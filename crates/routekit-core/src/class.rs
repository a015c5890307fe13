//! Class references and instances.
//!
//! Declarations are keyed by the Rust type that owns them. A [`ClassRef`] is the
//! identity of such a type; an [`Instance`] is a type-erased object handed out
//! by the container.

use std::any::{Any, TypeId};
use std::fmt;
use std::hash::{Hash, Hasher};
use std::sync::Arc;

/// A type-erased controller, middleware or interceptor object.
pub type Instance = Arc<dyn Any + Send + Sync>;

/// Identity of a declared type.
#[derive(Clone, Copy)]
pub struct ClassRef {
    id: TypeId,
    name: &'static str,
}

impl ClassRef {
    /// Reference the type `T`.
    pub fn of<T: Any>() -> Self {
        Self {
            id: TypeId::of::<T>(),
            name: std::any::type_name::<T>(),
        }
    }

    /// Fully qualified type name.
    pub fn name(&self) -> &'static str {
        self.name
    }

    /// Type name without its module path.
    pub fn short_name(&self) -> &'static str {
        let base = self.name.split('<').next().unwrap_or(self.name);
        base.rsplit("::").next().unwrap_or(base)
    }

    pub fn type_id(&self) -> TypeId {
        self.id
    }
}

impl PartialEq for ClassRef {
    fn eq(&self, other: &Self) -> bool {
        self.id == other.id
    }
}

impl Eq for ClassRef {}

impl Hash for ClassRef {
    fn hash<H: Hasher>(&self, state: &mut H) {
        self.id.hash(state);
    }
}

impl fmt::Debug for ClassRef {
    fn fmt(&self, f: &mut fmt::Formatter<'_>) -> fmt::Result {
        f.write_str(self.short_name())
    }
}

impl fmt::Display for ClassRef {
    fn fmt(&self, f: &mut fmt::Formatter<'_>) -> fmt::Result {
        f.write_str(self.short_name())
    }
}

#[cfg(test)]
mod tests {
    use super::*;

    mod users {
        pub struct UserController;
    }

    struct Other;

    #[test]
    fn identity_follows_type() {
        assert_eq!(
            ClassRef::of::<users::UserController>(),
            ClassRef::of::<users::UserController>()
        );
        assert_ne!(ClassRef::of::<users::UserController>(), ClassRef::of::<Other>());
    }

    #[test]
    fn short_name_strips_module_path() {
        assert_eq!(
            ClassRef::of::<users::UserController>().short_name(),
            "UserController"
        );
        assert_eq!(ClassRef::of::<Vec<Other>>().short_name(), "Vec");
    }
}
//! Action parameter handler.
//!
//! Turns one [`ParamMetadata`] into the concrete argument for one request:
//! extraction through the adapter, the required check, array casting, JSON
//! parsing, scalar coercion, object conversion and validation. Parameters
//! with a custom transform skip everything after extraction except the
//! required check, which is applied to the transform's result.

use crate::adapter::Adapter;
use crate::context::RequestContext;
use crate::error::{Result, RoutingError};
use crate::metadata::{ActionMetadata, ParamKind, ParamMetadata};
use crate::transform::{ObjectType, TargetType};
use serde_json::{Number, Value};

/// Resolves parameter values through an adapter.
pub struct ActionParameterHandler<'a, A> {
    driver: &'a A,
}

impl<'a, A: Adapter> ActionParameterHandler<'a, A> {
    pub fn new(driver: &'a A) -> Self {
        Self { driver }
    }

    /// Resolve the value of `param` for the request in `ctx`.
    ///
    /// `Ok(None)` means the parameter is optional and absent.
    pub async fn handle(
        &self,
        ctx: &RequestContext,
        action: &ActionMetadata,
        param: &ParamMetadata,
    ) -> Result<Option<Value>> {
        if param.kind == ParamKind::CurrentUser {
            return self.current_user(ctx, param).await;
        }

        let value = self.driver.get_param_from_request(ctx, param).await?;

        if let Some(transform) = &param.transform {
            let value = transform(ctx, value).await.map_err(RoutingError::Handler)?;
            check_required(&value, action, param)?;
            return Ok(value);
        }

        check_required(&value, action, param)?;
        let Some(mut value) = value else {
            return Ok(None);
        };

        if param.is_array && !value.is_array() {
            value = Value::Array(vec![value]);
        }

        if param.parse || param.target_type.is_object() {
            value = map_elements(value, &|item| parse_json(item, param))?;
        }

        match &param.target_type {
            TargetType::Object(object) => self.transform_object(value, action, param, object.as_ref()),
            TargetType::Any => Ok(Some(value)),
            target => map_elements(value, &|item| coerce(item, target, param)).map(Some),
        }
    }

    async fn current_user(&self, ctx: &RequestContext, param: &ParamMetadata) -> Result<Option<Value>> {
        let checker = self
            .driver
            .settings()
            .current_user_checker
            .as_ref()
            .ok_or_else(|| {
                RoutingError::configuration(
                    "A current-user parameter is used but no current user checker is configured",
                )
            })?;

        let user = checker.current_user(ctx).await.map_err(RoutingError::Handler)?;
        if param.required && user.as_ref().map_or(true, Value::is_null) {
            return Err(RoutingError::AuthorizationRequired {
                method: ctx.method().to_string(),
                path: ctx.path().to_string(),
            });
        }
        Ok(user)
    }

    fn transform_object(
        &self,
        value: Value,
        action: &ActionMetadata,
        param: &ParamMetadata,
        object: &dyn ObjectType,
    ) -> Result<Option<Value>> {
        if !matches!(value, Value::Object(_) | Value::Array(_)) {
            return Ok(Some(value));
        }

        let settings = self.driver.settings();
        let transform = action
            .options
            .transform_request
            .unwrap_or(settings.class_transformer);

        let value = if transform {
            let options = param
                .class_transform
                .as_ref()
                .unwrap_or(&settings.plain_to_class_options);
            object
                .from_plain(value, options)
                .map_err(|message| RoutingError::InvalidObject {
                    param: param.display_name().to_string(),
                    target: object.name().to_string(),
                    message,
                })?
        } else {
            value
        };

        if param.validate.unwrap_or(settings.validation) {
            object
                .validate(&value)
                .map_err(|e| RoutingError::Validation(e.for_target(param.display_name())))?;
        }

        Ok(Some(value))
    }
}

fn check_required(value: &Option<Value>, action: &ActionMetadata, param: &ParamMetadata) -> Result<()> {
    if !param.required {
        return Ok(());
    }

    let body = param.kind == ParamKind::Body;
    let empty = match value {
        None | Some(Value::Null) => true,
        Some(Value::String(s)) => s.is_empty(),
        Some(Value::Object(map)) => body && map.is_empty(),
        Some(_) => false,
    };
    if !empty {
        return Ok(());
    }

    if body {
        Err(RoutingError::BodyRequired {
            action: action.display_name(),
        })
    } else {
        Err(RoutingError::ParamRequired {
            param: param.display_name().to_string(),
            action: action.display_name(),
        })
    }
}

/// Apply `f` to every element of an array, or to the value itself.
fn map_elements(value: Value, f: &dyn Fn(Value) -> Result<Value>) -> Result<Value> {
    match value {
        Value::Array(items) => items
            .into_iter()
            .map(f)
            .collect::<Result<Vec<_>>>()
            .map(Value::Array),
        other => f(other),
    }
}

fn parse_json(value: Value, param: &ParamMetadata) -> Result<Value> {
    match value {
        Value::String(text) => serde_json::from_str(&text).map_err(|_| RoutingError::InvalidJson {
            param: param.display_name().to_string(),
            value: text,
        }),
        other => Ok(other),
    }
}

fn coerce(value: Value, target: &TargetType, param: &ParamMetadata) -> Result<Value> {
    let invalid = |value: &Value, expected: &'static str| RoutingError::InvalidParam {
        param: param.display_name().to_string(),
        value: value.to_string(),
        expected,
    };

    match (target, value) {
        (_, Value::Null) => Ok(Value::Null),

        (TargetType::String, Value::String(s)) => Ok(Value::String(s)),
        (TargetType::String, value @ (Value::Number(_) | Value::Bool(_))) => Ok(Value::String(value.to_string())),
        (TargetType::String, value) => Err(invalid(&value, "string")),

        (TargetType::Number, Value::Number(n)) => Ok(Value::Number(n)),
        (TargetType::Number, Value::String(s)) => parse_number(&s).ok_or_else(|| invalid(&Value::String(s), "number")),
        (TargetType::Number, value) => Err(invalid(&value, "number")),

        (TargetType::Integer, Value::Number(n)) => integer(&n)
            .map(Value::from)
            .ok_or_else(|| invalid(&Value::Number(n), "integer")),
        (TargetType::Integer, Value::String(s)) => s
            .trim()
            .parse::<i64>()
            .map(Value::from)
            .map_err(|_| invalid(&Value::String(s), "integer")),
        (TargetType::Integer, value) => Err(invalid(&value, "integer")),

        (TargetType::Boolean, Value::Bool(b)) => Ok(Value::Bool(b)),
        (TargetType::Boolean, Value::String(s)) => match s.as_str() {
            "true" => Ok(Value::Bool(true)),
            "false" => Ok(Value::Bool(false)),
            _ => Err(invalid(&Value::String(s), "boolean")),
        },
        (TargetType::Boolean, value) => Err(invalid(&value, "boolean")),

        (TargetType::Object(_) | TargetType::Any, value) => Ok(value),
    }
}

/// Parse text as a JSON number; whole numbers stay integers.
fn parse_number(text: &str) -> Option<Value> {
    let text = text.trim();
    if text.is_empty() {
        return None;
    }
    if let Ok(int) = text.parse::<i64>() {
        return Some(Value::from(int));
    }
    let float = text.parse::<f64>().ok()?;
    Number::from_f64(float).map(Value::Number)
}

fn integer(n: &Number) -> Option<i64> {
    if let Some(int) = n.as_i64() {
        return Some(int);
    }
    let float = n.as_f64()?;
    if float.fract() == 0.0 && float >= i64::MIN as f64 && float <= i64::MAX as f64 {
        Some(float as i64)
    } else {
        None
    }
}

::::::::

• What this task involves: How many lines in the records hold the string "TypeId"? The number alone is the answer.

• Response area: 4